NASA
The SpaceX Falcon 9 rocket launches in Cape Canaveral, Florida, in May.

Musk Needs More Than Big Rockets to Colonize Mars

Sept. 29, 2016
For his Mars plan to work, SpaceX CEO Elon Musk still needs a rocket, money to build that rocket and volunteers bold enough to leave behind this world for the low-gravity unknown. “Are you prepared to die? Then you are a candidate for going.”

SpaceX founder Elon Musk unveiled his vision for “making humans a multiplanetary species” earlier this week. It might be the most ambitious and fraught endeavor ever proposed by man.

Humans have placed robots on the surface of Mars and flown satellites around it, providing high-resolution analysis of its surface and a sense of its geology. But it’ll take more than a decent map to find our way. Despite the phenomenal resources and record Musk brings to the enterprise, there remain a few planet-size holes in his plan.

In short, a lot of things need to be invented before mankind can even make it to Mars — never mind establish a colony.
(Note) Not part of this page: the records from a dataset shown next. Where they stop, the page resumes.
//! # Engine Error Types
//!
//! Error types for engine and session operations.
//!
//! ## Error Hierarchy
//! ```text
//! ┌─────────────────────────────────────────────────────────────────────────┐
//! │                       Engine Error Categories                           │
//! │                                                                         │
//! │  ┌─────────────────┐  ┌─────────────────┐  ┌─────────────────────────┐ │
//! │  │  Configuration  │  │   Validation    │  │     Storage             │ │
//! │  │                 │  │                 │  │                         │ │
//! │  │  InvalidConfig  │  │  EmptySelection │  │  Database(DbError)      │ │
//! │  │  ConfigLoad...  │  │  Validation     │  │                         │ │
//! │  │  ConfigSave...  │  │                 │  │                         │ │
//! │  └─────────────────┘  └─────────────────┘  └─────────────────────────┘ │
//! │                                                                         │
//! │           SyncError ──► CommandError { code, message }                 │
//! │                         (what a UI or the CLI shows)                   │
//! └─────────────────────────────────────────────────────────────────────────┘
//! ```

use serde::Serialize;
use thiserror::Error;

use listify_core::ValidationError;
use listify_db::DbError;

/// Result type alias for engine operations.
pub type SyncResult<T> = Result<T, SyncError>;

/// Engine error type.
#[derive(Debug, Error)]
pub enum SyncError {
    // =========================================================================
    // Configuration Errors
    // =========================================================================
    /// Invalid engine configuration.
    #[error("Invalid configuration: {0}")]
    InvalidConfig(String),

    /// Failed to load config file.
    #[error("Failed to load config: {0}")]
    ConfigLoadFailed(String),

    /// Failed to save config file.
    #[error("Failed to save config: {0}")]
    ConfigSaveFailed(String),

    // =========================================================================
    // Validation Errors
    // =========================================================================
    /// A command needed items and got none.
    #[error("No items to {action}")]
    EmptySelection { action: String },

    /// Input failed validation.
    #[error("{0}")]
    Validation(#[from] ValidationError),

    // =========================================================================
    // Storage Errors
    // =========================================================================
    /// A store operation failed.
    #[error("Database error: {0}")]
    Database(DbError),
}

impl SyncError {
    /// Creates an EmptySelection error.
    pub fn empty_selection(action: impl Into<String>) -> Self {
        SyncError::EmptySelection {
            action: action.into(),
        }
    }

    /// Returns true if the error is a missing list or item.
    pub fn is_not_found(&self) -> bool {
        matches!(self, SyncError::Database(e) if e.is_not_found())
    }
}

// =============================================================================
// Error Conversions
// =============================================================================

impl From<DbError> for SyncError {
    fn from(err: DbError) -> Self {
        match err {
            DbError::EmptySnapshot => SyncError::empty_selection("save"),
            other => SyncError::Database(other),
        }
    }
}

impl From<std::io::Error> for SyncError {
    fn from(err: std::io::Error) -> Self {
        SyncError::ConfigLoadFailed(err.to_string())
    }
}

impl From<toml::de::Error> for SyncError {
    fn from(err: toml::de::Error) -> Self {
        SyncError::ConfigLoadFailed(err.to_string())
    }
}

impl From<toml::ser::Error> for SyncError {
    fn from(err: toml::ser::Error) -> Self {
        SyncError::ConfigSaveFailed(err.to_string())
    }
}

// =============================================================================
// Command Error
// =============================================================================

/// Error returned to the presentation layer by callback commands.
///
/// ## Serialization
/// ```json
/// {
///   "code": "VALIDATION_ERROR",
///   "message": "No items to save"
/// }
/// ```
#[derive(Debug, Clone, PartialEq, Eq, Serialize, Error)]
#[serde(rename_all = "camelCase")]
#[error("{message}")]
pub struct CommandError {
    /// Machine-readable error code
    pub code: ErrorCode,

    /// Human-readable error message for display
    pub message: String,
}

/// Error codes for command failures.
#[derive(Debug, Clone, Copy, PartialEq, Eq, Serialize)]
#[serde(rename_all = "SCREAMING_SNAKE_CASE")]
pub enum ErrorCode {
    /// List or item not found
    NotFound,

    /// Input validation failed
    ValidationError,

    /// Database operation failed
    DatabaseError,

    /// Anything else
    Internal,
}

/// Result of a callback command.
pub type CommandResult = Result<(), CommandError>;

impl CommandError {
    /// Creates a new command error.
    pub fn new(code: ErrorCode, message: impl Into<String>) -> Self {
        CommandError {
            code,
            message: message.into(),
        }
    }

    /// Creates a validation error.
    pub fn validation(message: impl Into<String>) -> Self {
        CommandError::new(ErrorCode::ValidationError, message)
    }

    /// Creates an internal error.
    pub fn internal(message: impl Into<String>) -> Self {
        CommandError::new(ErrorCode::Internal, message)
    }
}

impl From<SyncError> for CommandError {
    fn from(err: SyncError) -> Self {
        let code = match &err {
            e if e.is_not_found() => ErrorCode::NotFound,
            SyncError::EmptySelection { .. } | SyncError::Validation(_) => {
                ErrorCode::ValidationError
            }
            SyncError::Database(_) => ErrorCode::DatabaseError,
            _ => ErrorCode::Internal,
        };

        CommandError::new(code, err.to_string())
    }
}

#[cfg(test)]
mod tests {
    use super::*;

    #[test]
    fn test_empty_snapshot_maps_to_empty_selection() {
        let err: SyncError = DbError::EmptySnapshot.into();
        assert_eq!(err.to_string(), "No items to save");
    }

    #[test]
    fn test_not_found_detection() {
        let err: SyncError = DbError::not_found("ShoppingList", 7).into();
        assert!(err.is_not_found());
        assert!(!SyncError::empty_selection("save").is_not_found());
    }

    #[test]
    fn test_command_error_codes() {
        let cmd: CommandError = SyncError::empty_selection("save").into();
        assert_eq!(cmd.code, ErrorCode::ValidationError);
        assert_eq!(cmd.message, "No items to save");

        let cmd: CommandError = SyncError::from(DbError::not_found("ShoppingList", 3)).into();
        assert_eq!(cmd.code, ErrorCode::NotFound);

        let cmd: CommandError = SyncError::Database(DbError::PoolExhausted).into();
        assert_eq!(cmd.code, ErrorCode::DatabaseError);
    }

    #[test]
    fn test_command_error_serialization() {
        let json = serde_json::to_string(&CommandError::validation("No items to save")).unwrap();
        assert_eq!(
            json,
            r#"{"code":"VALIDATION_ERROR","message":"No items to save"}"#
        );
    }
}
//! # Domain Types
//!
//! Core domain types used throughout Listify.
//!
//! ## Type Hierarchy
//! ```text
//! ┌─────────────────────────────────────────────────────────────────────────┐
//! │                         Domain Types                                    │
//! │                                                                         │
//! │  ┌─────────────────┐   ┌─────────────────┐   ┌─────────────────┐       │
//! │  │  ShoppingItem   │   │  ShoppingList   │   │  SavedListItem  │       │
//! │  │  ─────────────  │   │  ─────────────  │   │  ─────────────  │       │
//! │  │  id (i64)       │   │  id (i64)       │   │  id (i64)       │       │
//! │  │  name           │   │  name           │   │  list_id (FK)   │       │
//! │  │  quantity, unit │   │  created_at     │   │  name, quantity │       │
//! │  │  category       │   │  is_active      │   │  unit, category │       │
//! │  │  is_bought      │   └─────────────────┘   └─────────────────┘       │
//! │  └─────────────────┘            │ 1                   ▲ N               │
//! │          ▲                      └─────────────────────┘                 │
//! │          │ value equality only (ItemKey)                                │
//! │          └──────────────────────────────── SavedListItem                │
//! └─────────────────────────────────────────────────────────────────────────┘
//! ```
//!
//! Live items and saved snapshot rows never reference each other by id.
//! Load copies snapshot rows into fresh items, Unload finds them again by
//! comparing the four descriptive fields ([`ItemKey`]).

use chrono::{DateTime, Utc};
use serde::{Deserialize, Serialize};
use ts_rs::TS;

// =============================================================================
// Item Key
// =============================================================================

/// The descriptive fields that identify an item by value.
///
/// Two rows with equal keys are indistinguishable to the synchronization
/// engine, whatever their ids or bought state.
#[derive(Debug, Clone, PartialEq, Eq, Hash, Serialize, Deserialize, TS)]
#[ts(export)]
pub struct ItemKey {
    pub name: String,
    pub quantity: String,
    pub unit: String,
    pub category: String,
}

// =============================================================================
// Shopping Item
// =============================================================================

/// An item on the live shopping list.
#[derive(Debug, Clone, PartialEq, Eq, Serialize, Deserialize, TS)]
#[cfg_attr(feature = "sqlx", derive(sqlx::FromRow))]
#[serde(rename_all = "camelCase")]
#[ts(export)]
pub struct ShoppingItem {
    /// Surrogate key assigned by the store.
    pub id: i64,

    /// Display name (never blank once stored through the engine).
    pub name: String,

    /// Free-form quantity ("2", "1/2", "a few").
    pub quantity: String,

    /// Free-form unit ("pcs", "kg", ...).
    pub unit: String,

    /// Grouping key for display and sharing.
    pub category: String,

    /// Whether the item has been bought.
    pub is_bought: bool,
}

impl ShoppingItem {
    /// Returns the value-equality key of this item.
    pub fn key(&self) -> ItemKey {
        ItemKey {
            name: self.name.clone(),
            quantity: self.quantity.clone(),
            unit: self.unit.clone(),
            category: self.category.clone(),
        }
    }

    /// Checks whether this item matches a key field by field.
    pub fn matches(&self, key: &ItemKey) -> bool {
        self.name == key.name
            && self.quantity == key.quantity
            && self.unit == key.unit
            && self.category == key.category
    }

    /// Returns a copy with the bought flag flipped.
    pub fn toggled(&self) -> Self {
        ShoppingItem {
            is_bought: !self.is_bought,
            ..self.clone()
        }
    }
}

// =============================================================================
// New Item
// =============================================================================

/// An item that has not been stored yet.
///
/// The store assigns the id; `is_bought` always starts out false.
#[derive(Debug, Clone, PartialEq, Eq, Serialize, Deserialize, TS)]
#[serde(rename_all = "camelCase")]
#[ts(export)]
pub struct NewItem {
    pub name: String,
    pub quantity: String,
    pub unit: String,
    pub category: String,
}

impl NewItem {
    /// Creates a new item draft.
    pub fn new(
        name: impl Into<String>,
        quantity: impl Into<String>,
        unit: impl Into<String>,
        category: impl Into<String>,
    ) -> Self {
        NewItem {
            name: name.into(),
            quantity: quantity.into(),
            unit: unit.into(),
            category: category.into(),
        }
    }

    /// Returns a copy with surrounding whitespace removed from name and category.
    ///
    /// Quantity and unit are kept verbatim.
    pub fn trimmed(&self) -> Self {
        NewItem {
            name: self.name.trim().to_string(),
            quantity: self.quantity.clone(),
            unit: self.unit.clone(),
            category: self.category.trim().to_string(),
        }
    }
}

impl From<&SavedListItem> for NewItem {
    fn from(saved: &SavedListItem) -> Self {
        NewItem {
            name: saved.name.clone(),
            quantity: saved.quantity.clone(),
            unit: saved.unit.clone(),
            category: saved.category.clone(),
        }
    }
}

// =============================================================================
// Shopping List
// =============================================================================

/// A named, saved snapshot of items.
#[derive(Debug, Clone, PartialEq, Eq, Serialize, Deserialize, TS)]
#[cfg_attr(feature = "sqlx", derive(sqlx::FromRow))]
#[serde(rename_all = "camelCase")]
#[ts(export)]
pub struct ShoppingList {
    /// Surrogate key assigned by the store.
    pub id: i64,

    /// Display name.
    pub name: String,

    /// When the list was saved.
    #[ts(as = "String")]
    pub created_at: DateTime<Utc>,

    /// Whether this list is currently loaded into the live items.
    ///
    /// At most one list is active at any time.
    pub is_active: bool,
}

// =============================================================================
// Saved List Item
// =============================================================================

/// A frozen copy of an item captured when a list was saved.
#[derive(Debug, Clone, PartialEq, Eq, Serialize, Deserialize, TS)]
#[cfg_attr(feature = "sqlx", derive(sqlx::FromRow))]
#[serde(rename_all = "camelCase")]
#[ts(export)]
pub struct SavedListItem {
    pub id: i64,

    /// Owning list (cascade delete).
    pub list_id: i64,

    pub name: String,
    pub quantity: String,
    pub unit: String,
    pub category: String,
}

impl SavedListItem {
    /// Returns the value-equality key of this snapshot row.
    pub fn key(&self) -> ItemKey {
        ItemKey {
            name: self.name.clone(),
            quantity: self.quantity.clone(),
            unit: self.unit.clone(),
            category: self.category.clone(),
        }
    }
}

/// A saved list together with its captured items.
#[derive(Debug, Clone, PartialEq, Eq, Serialize, Deserialize, TS)]
#[serde(rename_all = "camelCase")]
#[ts(export)]
pub struct ListSnapshot {
    pub list: ShoppingList,
    pub items: Vec<SavedListItem>,
}

// =============================================================================
// Filters
// =============================================================================

/// Bought-state filter applied to the live items.
#[derive(Debug, Clone, Copy, Default, PartialEq, Eq, Hash, Serialize, Deserialize, TS)]
#[serde(rename_all = "snake_case")]
#[ts(export)]
pub enum FilterType {
    /// Every item.
    #[default]
    All,
    /// Items not bought yet.
    ToBuy,
    /// Items already bought.
    Bought,
}

impl FilterType {
    /// Checks whether an item passes this filter.
    pub fn accepts(&self, item: &ShoppingItem) -> bool {
        match self {
            FilterType::All => true,
            FilterType::ToBuy => !item.is_bought,
            FilterType::Bought => item.is_bought,
        }
    }
}

impl std::fmt::Display for FilterType {
    fn fmt(&self, f: &mut std::fmt::Formatter<'_>) -> std::fmt::Result {
        match self {
            FilterType::All => write!(f, "all"),
            FilterType::ToBuy => write!(f, "to_buy"),
            FilterType::Bought => write!(f, "bought"),
        }
    }
}

impl std::str::FromStr for FilterType {
    type Err = String;

    fn from_str(s: &str) -> Result<Self, Self::Err> {
        match s.to_lowercase().as_str() {
            "all" => Ok(FilterType::All),
            "to_buy" | "to-buy" | "tobuy" => Ok(FilterType::ToBuy),
            "bought" => Ok(FilterType::Bought),
            other => Err(format!("Unknown filter: {}", other)),
        }
    }
}

/// Which slice of the live items a store query returns.
#[derive(Debug, Clone, Default, PartialEq, Eq, Hash)]
pub enum ItemFilter {
    /// Filter by bought state; ordered by category then name.
    #[default]
    All,
    ToBuy,
    Bought,
    /// Exact category match; ordered by name.
    Category(String),
}

impl From<FilterType> for ItemFilter {
    fn from(filter: FilterType) -> Self {
        match filter {
            FilterType::All => ItemFilter::All,
            FilterType::ToBuy => ItemFilter::ToBuy,
            FilterType::Bought => ItemFilter::Bought,
        }
    }
}

// =============================================================================
// Unit Tests
// =============================================================================
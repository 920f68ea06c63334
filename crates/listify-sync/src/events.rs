//! # Engine Events
//!
//! Notifications emitted after each successful engine mutation, for
//! consumers that don't hold a live query (home-screen widgets, the CLI's
//! log output).

use serde::Serialize;
use tracing::debug;

/// What changed.
#[derive(Debug, Clone, PartialEq, Eq, Serialize)]
#[serde(tag = "type", rename_all = "snake_case")]
pub enum ListEvent {
    /// Live items were added, edited, toggled or removed.
    ItemsChanged,

    /// A list was saved from a selection.
    ListSaved { list_id: i64, name: String, items: usize },

    /// A saved list was copied into the live items and activated.
    ListLoaded { list_id: i64, items_added: usize },

    /// A loaded list was removed from the live items and deactivated.
    ListUnloaded {
        list_id: i64,
        items_removed: usize,
        items_missing: usize,
    },

    /// A saved list was deleted.
    ListDeleted { list_id: i64 },

    /// A saved list was renamed.
    ListRenamed { list_id: i64, name: String },

    /// Custom units or categories changed.
    CatalogChanged,
}

/// Receiver of engine events.
pub trait ListEventEmitter: Send + Sync {
    /// Called once per successful mutation.
    fn emit(&self, event: &ListEvent);
}

/// Discards every event.
pub struct NoOpEmitter;

impl ListEventEmitter for NoOpEmitter {
    fn emit(&self, _event: &ListEvent) {}
}

/// Logs every event at debug level.
pub struct LogEmitter;

impl ListEventEmitter for LogEmitter {
    fn emit(&self, event: &ListEvent) {
        debug!(?event, "List event");
    }
}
The most basic component of the complicated mission is the one Musk is in the best position to provide: a heavy-lift rocket. The billionaire’s vision calls for a vehicle capable of launching more than 100 people at a time. SpaceX’s utterly massive Interplanetary Transport System (ITS), unveiled in concept earlier this week, would measure 400 feet nose-to-tail when fully loaded and be powered by 42 of the company’s newly tested Raptor engines.

“The first journey will be very dangerous, and the risk of fatality will be very high,” Musk said. “Are you prepared to die? Then you are a candidate for going.”

Life in zero-g isn’t pleasant. Astronauts lose about 1% of their bone minerals each month; shifting fluids interfere with eyesight; and they’re “likely to experience motion sickness,” according to NASA. The space agency is researching ways to overcome the various risks from gravity, isolation, artificial habitats, and radiation, but they have yet to be solved.

“These are very real issues that need to be solved before the human race is able to reach destinations beyond the earth and the moon,” Scott Kelly, the NASA astronaut who spent 340 days at the International Space Station before returning to earth in March, told the U.S. House Committee on Space, Science, and Technology in June.

The limitations of the human body, ultimately, aren’t Musk’s problem. His problems are that there’s no rocket big enough to go to Mars and not enough people with the resources and know-how who are as excited about it as he is. So he’ll build a huge rocket, and then see who emerges to help surmount the myriad obstacles that stand in his way.